A mente de um macaco não foi – seguramente – feita para perceber as leis do universo ou debater-se com questões filosóficas, porém, de um ponto de vista meramente evolucionista-somático, também a mente humana o não terá sido nos seus mais distantes primórdios. Ainda que a evolução dos hominídeos, com mudanças alimentares e anatómicas, libertação das mãos e nova volumetria da caixa craniana tenham desempenhado o seu papel, e seja arqueologicamente manifesto que desde que houve comunidades de homo sapiens sobre a Terra tenha havido primitivas manifestações de “arte” e “espiritualidade”, só por si, nunca a capacidade “especulativa” e de “representação” dos mais antigos expoentes da nossa espécie teria condições de ir muito longe, em coerência e segurança.

  Se, assumindo uma postura cética, recusarmos previamente a ideia de que o universo tenha sido criado por um arquiteto cósmico, com um desígnio, uma concepção inicial e um plano de intervenção sujeito às contingências evolutivas da própria obra, um arquiteto que mantém e sustenta a criação por meio do seu “discurso”, ou pelo menos tendo-lhe dado o impulso inicial antes de entregá-lo às leis naturais, como poderíamos razoavelmente esperar que o universo fosse inteligível? Especialmente quando essas leis seguem uma forma discursiva, cognoscível e matemática?

   Assim, a inteligibilidade do universo converge com a revelação cristã; filosofia e teologia, ciência e fé são abordagens autónomas, mas que se completam e harmonizam.
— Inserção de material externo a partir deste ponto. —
/// Execute a single test step
async fn execute_step(
    adapter: &RuntimeAdapter,
    channel: &ScriptedChannel,
    step: &TestStep,
    step_num: usize,
    verbose: bool,
) -> Result<()> {
    match step {
        TestStep::ListVariables { params, expect } => {
            let result = adapter.list_variables(list_params(params)).await;
            let label = "list variables";
            if let Some(listing) = check_outcome(label, result, &expect.common)? {
                check_listing(&listing, expect)?;
                if verbose {
                    println!(
                        "    {}",
                        serde_json::to_string(&listing.budget)?.dimmed()
                    );
                }
            }
            check_calls(channel, &expect.common)?;
            pass(step_num, label, &expect.common);
        }
        TestStep::GetChildren {
            reference,
            start,
            count,
            filter,
            expect,
        } => {
            let params = ChildrenParams {
                reference: *reference,
                start: *start,
                count: *count,
                filter: parse_filter(filter.as_deref())?,
            };
            let result = adapter.get_variable_children(params).await;
            let label = format!("get children of {reference}");
            if let Some(children) = check_outcome(&label, result, &expect.common)? {
                check_children(&children, expect)?;
            }
            check_calls(channel, &expect.common)?;
            pass(step_num, &label, &expect.common);
        }
        TestStep::SetVariable {
            name,
            value,
            reference,
            frame_id,
            expect,
        } => {
            let params = SetVariableParams {
                name: name.clone(),
                value: value.clone(),
                reference: *reference,
                frame_id: *frame_id,
            };
            let result = adapter.set_variable(params).await;
            let label = format!("set {name} = {value}");
            if let Some(outcome) = check_outcome(&label, result, &expect.common)? {
                check_set(channel, &outcome.value, outcome.tier, expect)?;
            }
            check_calls(channel, &expect.common)?;
            pass(step_num, &label, &expect.common);
        }
        TestStep::Evaluate {
            expression,
            frame_id,
            expect,
        } => {
            let result = adapter.evaluate_expression(expression, *frame_id).await;
            let label = format!("evaluate {expression}");
            if let Some(outcome) = check_outcome(&label, result, &expect.common)? {
                check_evaluate(&outcome.result, outcome.type_name.as_deref(), expect)?;
            }
            check_calls(channel, &expect.common)?;
            pass(step_num, &label, &expect.common);
        }
        TestStep::Event {
            event,
            thread_id,
            forget_references,
        } => {
            adapter.handle_event(parse_event(event, *thread_id)?);
            if *forget_references {
                channel.forget_references();
            }
            println!(
                "  {} Step {}: {}",
                "✓".green(),
                step_num,
                format!("event {event}").dimmed()
            );
        }
        TestStep::Concurrent {
            count,
            params,
            busy,
            succeeded,
        } => {
            let calls = (0..*count).map(|_| adapter.list_variables(list_params(params)));
            let results = join_all(calls).await;

            let ok = results.iter().filter(|r| r.is_ok()).count();
            let busy_count = results
                .iter()
                .filter(|r| matches!(r, Err(e) if e.code == ErrorCode::Busy))
                .count();

            if let Some(expected) = busy {
                if busy_count != *expected {
                    return Err(Error::TestAssertion(format!(
                        "Expected {expected} busy results, got {busy_count}"
                    )));
                }
            }
            if let Some(expected) = succeeded {
                if ok != *expected {
                    return Err(Error::TestAssertion(format!(
                        "Expected {expected} successful calls, got {ok}"
                    )));
                }
            }
            println!(
                "  {} Step {}: {}",
                "✓".green(),
                step_num,
                format!("{count} concurrent listings ({ok} ok, {busy_count} busy)").dimmed()
            );
        }
    }
    Ok(())
}
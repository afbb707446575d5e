//! Debug Adapter Protocol (DAP) implementation
//!
//! Client side of DAP: framing, message types and a sequential request
//! client for adapter subprocesses.

pub mod client;
pub mod codec;
pub mod types;

pub use client::DapClient;
pub use types::*;
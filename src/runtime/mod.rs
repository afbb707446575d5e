//! Runtime strategy hooks
//!
//! One shared expansion engine drives every runtime. The differences between
//! runtime families (how to find the paused thread, how scopes are named, how
//! big a value is, which values must not be touched) live behind
//! [`RuntimeHooks`], implemented once per family.

pub mod cdp;
pub mod coreclr;
pub mod dart;
pub mod debugpy;
pub mod java;

use std::sync::Arc;

use async_trait::async_trait;
use tokio_util::sync::CancellationToken;

use crate::common::{Error, Result};
use crate::dap::{EvaluateResponseBody, Scope, StackFrame, Thread, Variable};
use crate::inspect::budget::BudgetLimits;
use crate::inspect::capabilities::CapabilityDescriptor;
use crate::inspect::channel::{cancellable, DebugChannel};
use crate::inspect::variable::ScopeKind;

/// Static description of a runtime family
#[derive(Debug, Clone)]
pub struct RuntimeInfo {
    /// Unique identifier (e.g., "cdp", "debugpy")
    pub id: &'static str,
    /// Display name
    pub name: &'static str,
    /// Session types this family handles by default
    pub session_types: &'static [&'static str],
    pub description: &'static str,
}

/// How a runtime decides which paused thread to inspect
#[derive(Debug, Clone, Copy, PartialEq, Eq)]
pub enum ThreadSelection {
    /// Every thread stops together; any one will do
    First,
    /// First thread that reports a stack, else the first thread
    FirstWithFrames,
    /// All threads stop but only one sits in user source
    ScanForSource,
    /// Verify the last-stopped thread first, then scan
    CachedThenScan { fallback_to_first: bool },
}

/// Canonical classification of one scope
#[derive(Debug, Clone, Copy, PartialEq, Eq)]
pub struct ScopeClass {
    pub kind: ScopeKind,
    pub expensive: bool,
    pub writable: bool,
}

impl ScopeClass {
    /// Applied to scope kinds no table recognises
    pub const UNKNOWN: Self = Self::new(ScopeKind::Other, false, false);

    pub const fn new(kind: ScopeKind, expensive: bool, writable: bool) -> Self {
        Self {
            kind,
            expensive,
            writable,
        }
    }
}

/// How a runtime spells the non-string literals of an assignment
#[derive(Debug, Clone, Copy, PartialEq, Eq)]
pub struct LiteralSpelling {
    pub nan: &'static str,
    pub infinity: &'static str,
    pub neg_infinity: &'static str,
    pub null: &'static str,
    pub true_: &'static str,
    pub false_: &'static str,
    /// Separate "undefined" value, when the language has one
    pub undefined: Option<&'static str>,
    /// `123n` literals are valid
    pub bigint: bool,
    /// Double-quoted strings interpolate `$name`
    pub interpolating_strings: bool,
}

impl LiteralSpelling {
    /// C-family spelling with `null`/`true`/`false`
    pub const fn c_family(nan: &'static str, infinity: &'static str, neg: &'static str) -> Self {
        Self {
            nan,
            infinity,
            neg_infinity: neg,
            null: "null",
            true_: "true",
            false_: "false",
            undefined: None,
            bigint: false,
            interpolating_strings: false,
        }
    }
}

/// Read-only view of the paused session handed to hooks
///
/// Every call goes through the caller's cancellation token.
pub struct Probe<'a> {
    pub channel: &'a dyn DebugChannel,
    pub token: &'a CancellationToken,
    pub frame_id: Option<i64>,
}

impl<'a> Probe<'a> {
    pub fn new(
        channel: &'a dyn DebugChannel,
        token: &'a CancellationToken,
        frame_id: Option<i64>,
    ) -> Self {
        Self {
            channel,
            token,
            frame_id,
        }
    }

    pub async fn evaluate(&self, expression: &str, context: &str) -> Result<EvaluateResponseBody> {
        cancellable(
            self.token,
            self.channel.evaluate(expression, self.frame_id, context),
        )
        .await
    }

    pub async fn threads(&self) -> Result<Vec<Thread>> {
        cancellable(self.token, self.channel.threads()).await
    }

    /// Topmost frame of `thread_id`, if it has any
    pub async fn top_frame(&self, thread_id: i64) -> Result<Option<StackFrame>> {
        let frames = cancellable(self.token, self.channel.stack_trace(thread_id, 0, 1)).await?;
        Ok(frames.into_iter().next())
    }
}

/// Per-runtime behaviour plugged into the shared engine
#[async_trait]
pub trait RuntimeHooks: Send + Sync {
    fn info(&self) -> &RuntimeInfo;

    fn capabilities(&self) -> CapabilityDescriptor;

    fn budget_limits(&self) -> BudgetLimits {
        BudgetLimits::DEFAULT
    }

    fn thread_selection(&self) -> ThreadSelection;

    /// Classify a lowercased scope kind token, `None` when unknown
    fn classify_scope(&self, raw_kind: &str) -> Option<ScopeClass>;

    fn estimate_size(&self, variable: &Variable) -> usize {
        base_size(variable)
    }

    /// Display value for a value that must never be traversed
    fn special_value(&self, _variable: &Variable) -> Option<String> {
        None
    }

    /// True when expanding `variable` could run user code
    ///
    /// Implementations may inspect descriptors through `probe` but must not
    /// invoke the accessor itself.
    async fn detect_side_effect(&self, variable: &Variable, _probe: &Probe<'_>) -> bool {
        has_side_effect_hint(variable)
    }

    /// Expression that re-derives `child` from `parent`
    fn child_evaluate_path(&self, parent: &Variable, child: &Variable) -> Option<String> {
        default_child_path(parent, child)
    }

    /// Expression comparing two values for object identity
    fn identity_expression(&self, _left: &str, _right: &str) -> Option<String> {
        None
    }

    fn literals(&self) -> &LiteralSpelling;
}

impl std::fmt::Debug for dyn RuntimeHooks {
    fn fmt(&self, f: &mut std::fmt::Formatter<'_>) -> std::fmt::Result {
        f.debug_struct("RuntimeHooks")
            .field("id", &self.info().id)
            .finish()
    }
}

/// Fixed per-node overhead plus two bytes per UTF-16 unit of each string
pub fn base_size(variable: &Variable) -> usize {
    let utf16 = |s: &str| s.encode_utf16().count();
    100 + 2
        * (utf16(&variable.name)
            + utf16(&variable.value)
            + variable.type_name.as_deref().map_or(0, utf16))
}

/// Lazy presentation hint or an explicit side-effect attribute
pub fn has_side_effect_hint(variable: &Variable) -> bool {
    variable.is_lazy()
        || variable
            .presentation_hint
            .as_ref()
            .is_some_and(|h| h.has_attribute("hasSideEffects"))
}

pub fn is_identifier(name: &str) -> bool {
    let mut chars = name.chars();
    matches!(chars.next(), Some(c) if c.is_alphabetic() || c == '_' || c == '$')
        && chars.all(|c| c.is_alphanumeric() || c == '_' || c == '$')
}

pub fn is_index(name: &str) -> bool {
    !name.is_empty() && name.bytes().all(|b| b.is_ascii_digit())
}

fn default_child_path(parent: &Variable, child: &Variable) -> Option<String> {
    if let Some(path) = &child.evaluate_name {
        return Some(path.clone());
    }
    let base = parent.evaluate_name.as_deref()?;
    if is_index(&child.name) {
        Some(format!("{base}[{}]", child.name))
    } else if is_identifier(&child.name) {
        Some(format!("{base}.{}", child.name))
    } else {
        None
    }
}

/// First alphanumeric token of a scope name, lowercased
///
/// `"Local: main"` becomes `"local"`, `"Block (x)"` becomes `"block"`.
pub fn raw_scope_kind(name: &str) -> String {
    name.trim()
        .split(|c: char| !c.is_alphanumeric())
        .find(|token| !token.is_empty())
        .unwrap_or("")
        .to_lowercase()
}

/// Classify a scope by its name, then by its presentation hint
///
/// Returns the token that was tried and the class, `None` for unknown kinds.
pub fn classify(hooks: &dyn RuntimeHooks, scope: &Scope) -> (String, Option<ScopeClass>) {
    let raw = raw_scope_kind(&scope.name);
    if let Some(class) = hooks.classify_scope(&raw) {
        return (raw, Some(class));
    }
    let hinted = scope
        .presentation_hint
        .as_deref()
        .map(raw_scope_kind)
        .and_then(|hint| hooks.classify_scope(&hint));
    (raw, hinted)
}

/// Pick the thread to inspect
///
/// Returns `Ok(None)` when the session has no usable thread. Frame lookups
/// that fail during a scan are skipped; cancellation is not.
pub async fn resolve_thread(
    selection: ThreadSelection,
    probe: &Probe<'_>,
    cached: Option<i64>,
) -> Result<Option<i64>> {
    if let ThreadSelection::CachedThenScan { .. } = selection {
        if let Some(thread_id) = cached {
            match probe.top_frame(thread_id).await {
                Ok(Some(frame)) if frame.has_source() => return Ok(Some(thread_id)),
                Err(Error::Cancelled) => return Err(Error::Cancelled),
                Ok(_) | Err(_) => {
                    tracing::debug!(thread_id, "Cached thread no longer in user source, scanning")
                }
            }
        }
    }

    let threads = probe.threads().await?;
    let first = threads.first().map(|t| t.id);

    let accept: fn(&StackFrame) -> bool = match selection {
        ThreadSelection::First => return Ok(first),
        ThreadSelection::FirstWithFrames => |_| true,
        ThreadSelection::ScanForSource | ThreadSelection::CachedThenScan { .. } => {
            StackFrame::has_source
        }
    };

    for thread in &threads {
        match probe.top_frame(thread.id).await {
            Ok(Some(frame)) if accept(&frame) => return Ok(Some(thread.id)),
            Ok(_) => {}
            Err(Error::Cancelled) => return Err(Error::Cancelled),
            Err(e) => tracing::debug!(thread_id = thread.id, error = %e, "Skipping thread"),
        }
    }

    let fallback = match selection {
        ThreadSelection::CachedThenScan { fallback_to_first } => fallback_to_first,
        _ => true,
    };
    Ok(if fallback { first } else { None })
}

static RUNTIMES: &[&RuntimeInfo] = &[
    &cdp::INFO,
    &coreclr::INFO,
    &debugpy::INFO,
    &java::INFO,
    &dart::INFO,
];

/// Every built-in runtime family
pub fn all_runtimes() -> &'static [&'static RuntimeInfo] {
    RUNTIMES
}

/// Built-in hooks for a session type
pub fn builtin_hooks(session_type: &str) -> Option<Arc<dyn RuntimeHooks>> {
    match session_type {
        "pwa-node" | "node" | "pwa-chrome" => Some(Arc::new(cdp::CdpHooks)),
        "coreclr" => Some(Arc::new(coreclr::CoreClrHooks)),
        "debugpy" => Some(Arc::new(debugpy::DebugpyHooks)),
        "java" => Some(Arc::new(java::JavaHooks)),
        "dart" => Some(Arc::new(dart::DartHooks)),
        _ => None,
    }
}

/// Built-in hooks by runtime family id
pub fn hooks_by_id(id: &str) -> Option<Arc<dyn RuntimeHooks>> {
    let info = RUNTIMES.iter().find(|info| info.id == id)?;
    builtin_hooks(info.session_types.first()?)
}

#[cfg(test)]
mod tests {
    use super::*;
    use crate::testing::ScriptedChannel;

    #[test]
    fn test_raw_scope_kind_takes_first_token() {
        assert_eq!(raw_scope_kind("Local: main"), "local");
        assert_eq!(raw_scope_kind("  Block (x)"), "block");
        assert_eq!(raw_scope_kind("Globals"), "globals");
        assert_eq!(raw_scope_kind(""), "");
    }

    #[test]
    fn test_base_size_counts_utf16_units() {
        let var = Variable {
            type_name: Some("str".to_string()),
            ..Variable::leaf("é", "ab")
        };
        assert_eq!(base_size(&var), 100 + 2 * (1 + 2 + 3));
    }

    #[test]
    fn test_default_child_path_forms() {
        let parent = Variable {
            evaluate_name: Some("items".to_string()),
            ..Variable::leaf("items", "[2]")
        };
        assert_eq!(
            default_child_path(&parent, &Variable::leaf("0", "1")).as_deref(),
            Some("items[0]")
        );
        assert_eq!(
            default_child_path(&parent, &Variable::leaf("len", "2")).as_deref(),
            Some("items.len")
        );
        assert_eq!(default_child_path(&parent, &Variable::leaf("[[Prototype]]", "{}")), None);
    }

    #[test]
    fn test_every_registered_runtime_has_hooks() {
        for info in all_runtimes() {
            for session_type in info.session_types {
                let hooks = builtin_hooks(session_type).expect("hooks for session type");
                assert_eq!(hooks.info().id, info.id);
            }
        }
        assert!(builtin_hooks("lldb").is_none());
        assert!(hooks_by_id("dart").is_some());
    }

    #[tokio::test]
    async fn test_scan_prefers_thread_with_source() {
        let channel = ScriptedChannel::builder()
            .thread(1, "worker")
            .frame(1, 10, "ThreadPool.Run", None)
            .thread(2, "main")
            .frame(2, 20, "Main", Some(("/app/Program.cs", 12)))
            .build();
        let token = CancellationToken::new();
        let probe = Probe::new(&channel, &token, None);

        let picked = resolve_thread(ThreadSelection::ScanForSource, &probe, None)
            .await
            .unwrap();
        assert_eq!(picked, Some(2));

        let first = resolve_thread(ThreadSelection::First, &probe, None).await.unwrap();
        assert_eq!(first, Some(1));
    }

    #[tokio::test]
    async fn test_cached_thread_verified_before_scan() {
        let channel = ScriptedChannel::builder()
            .thread(1, "main")
            .frame(1, 10, "main", Some(("/app/Main.java", 3)))
            .thread(7, "worker")
            .frame(7, 70, "run", Some(("/app/Worker.java", 9)))
            .build();
        let token = CancellationToken::new();
        let probe = Probe::new(&channel, &token, None);

        let selection = ThreadSelection::CachedThenScan {
            fallback_to_first: true,
        };
        assert_eq!(resolve_thread(selection, &probe, Some(7)).await.unwrap(), Some(7));
        // stale hint falls through to the scan
        assert_eq!(resolve_thread(selection, &probe, Some(99)).await.unwrap(), Some(1));
    }

    #[tokio::test]
    async fn test_scan_without_fallback_finds_nothing() {
        let channel = ScriptedChannel::builder()
            .thread(1, "isolate")
            .frame(1, 10, "dart:core", None)
            .build();
        let token = CancellationToken::new();
        let probe = Probe::new(&channel, &token, None);

        let strict = ThreadSelection::CachedThenScan {
            fallback_to_first: false,
        };
        assert_eq!(resolve_thread(strict, &probe, None).await.unwrap(), None);
        assert_eq!(
            resolve_thread(ThreadSelection::ScanForSource, &probe, None)
                .await
                .unwrap(),
            Some(1)
        );
    }
}
//! .NET runtime through netcoredbg / vsdbg

use async_trait::async_trait;

use crate::dap::Variable;
use crate::inspect::capabilities::CapabilityDescriptor;
use crate::inspect::variable::ScopeKind;

use super::{LiteralSpelling, RuntimeHooks, RuntimeInfo, ScopeClass, ThreadSelection};

pub static INFO: RuntimeInfo = RuntimeInfo {
    id: "coreclr",
    name: "CoreCLR",
    session_types: &["coreclr"],
    description: ".NET Core through netcoredbg or vsdbg",
};

static LITERALS: LiteralSpelling =
    LiteralSpelling::c_family("double.NaN", "double.PositiveInfinity", "double.NegativeInfinity");

/// Synthetic node that enumerates an `IEnumerable` when expanded
const RESULTS_VIEW: &str = "Results View";

pub struct CoreClrHooks;

#[async_trait]
impl RuntimeHooks for CoreClrHooks {
    fn info(&self) -> &RuntimeInfo {
        &INFO
    }

    fn capabilities(&self) -> CapabilityDescriptor {
        CapabilityDescriptor::STANDARD
    }

    fn thread_selection(&self) -> ThreadSelection {
        ThreadSelection::ScanForSource
    }

    fn classify_scope(&self, raw_kind: &str) -> Option<ScopeClass> {
        match raw_kind {
            "locals" | "local" | "arguments" => {
                Some(ScopeClass::new(ScopeKind::Local, false, true))
            }
            "registers" => Some(ScopeClass::new(ScopeKind::Other, false, false)),
            _ => None,
        }
    }

    fn estimate_size(&self, variable: &Variable) -> usize {
        let path = variable.evaluate_name.as_deref().map_or(0, |p| p.len() * 2);
        super::base_size(variable) + path
    }

    fn special_value(&self, variable: &Variable) -> Option<String> {
        (variable.name == RESULTS_VIEW)
            .then(|| format!("{} (enumerates the sequence when expanded)", variable.value))
    }

    fn literals(&self) -> &LiteralSpelling {
        &LITERALS
    }
}

#[cfg(test)]
mod tests {
    use super::*;

    #[test]
    fn test_results_view_is_never_traversed() {
        let hooks = CoreClrHooks;
        let view = Variable {
            variables_reference: 12,
            ..Variable::leaf("Results View", "Expanding will enumerate")
        };
        assert!(hooks.special_value(&view).is_some());
        assert!(hooks.special_value(&Variable::leaf("items", "Count = 3")).is_none());
    }

    #[test]
    fn test_registers_are_read_only() {
        let hooks = CoreClrHooks;
        assert!(hooks.classify_scope("locals").unwrap().writable);
        assert!(!hooks.classify_scope("registers").unwrap().writable);
        assert!(hooks.classify_scope("statics").is_none());
    }

    #[test]
    fn test_size_includes_evaluate_path() {
        let hooks = CoreClrHooks;
        let mut var = Variable::leaf("x", "1");
        let bare = hooks.estimate_size(&var);
        var.evaluate_name = Some("this.x".to_string());
        assert_eq!(hooks.estimate_size(&var), bare + 12);
    }
}
//! JVM through java-debug

use async_trait::async_trait;

use crate::inspect::capabilities::CapabilityDescriptor;
use crate::inspect::variable::ScopeKind;

use super::{LiteralSpelling, RuntimeHooks, RuntimeInfo, ScopeClass, ThreadSelection};

pub static INFO: RuntimeInfo = RuntimeInfo {
    id: "java",
    name: "java-debug",
    session_types: &["java"],
    description: "JVM languages through Microsoft's java-debug",
};

static LITERALS: LiteralSpelling =
    LiteralSpelling::c_family("Double.NaN", "Double.POSITIVE_INFINITY", "Double.NEGATIVE_INFINITY");

pub struct JavaHooks;

#[async_trait]
impl RuntimeHooks for JavaHooks {
    fn info(&self) -> &RuntimeInfo {
        &INFO
    }

    fn capabilities(&self) -> CapabilityDescriptor {
        CapabilityDescriptor::STANDARD
    }

    // Every thread suspends, only one sits in user code
    fn thread_selection(&self) -> ThreadSelection {
        ThreadSelection::CachedThenScan {
            fallback_to_first: true,
        }
    }

    fn classify_scope(&self, raw_kind: &str) -> Option<ScopeClass> {
        match raw_kind {
            "local" | "locals" | "this" => Some(ScopeClass::new(ScopeKind::Local, false, true)),
            "static" | "statics" => Some(ScopeClass::new(ScopeKind::Global, false, false)),
            _ => None,
        }
    }

    fn literals(&self) -> &LiteralSpelling {
        &LITERALS
    }
}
   As ideias fundacionais que deram lugar à revolução científica estão intimamente ligadas e foram influenciadas pela teologia cristã. Não conhecer e reconhecer isto é cuspir na mão do legado civilizacional que nos deu de comer.

    Inteligibilidade, compreensão e desejo de verdade: o universo pode ser depreendido, compreendido e nós desejamos conhecê-lo; este é elementar ponto de partida, primeiríssima hipótese, que tomamos por garantida.

Acreditamos que o universo pode ser percebido, que nós somos o único ser à face da terra capaz de o perceber, compreender, admirar e mesmo (e talvez sobretudo) amar, vendo em toda a criatura situada no Espaço e no Tempo como um reflexo da Sabedoria Divina e como uma oportunidade de um «itinerário da mente» para a maior das verdades, ou aquilo que São Tomás designou de  “Sumo Bem”, Deus.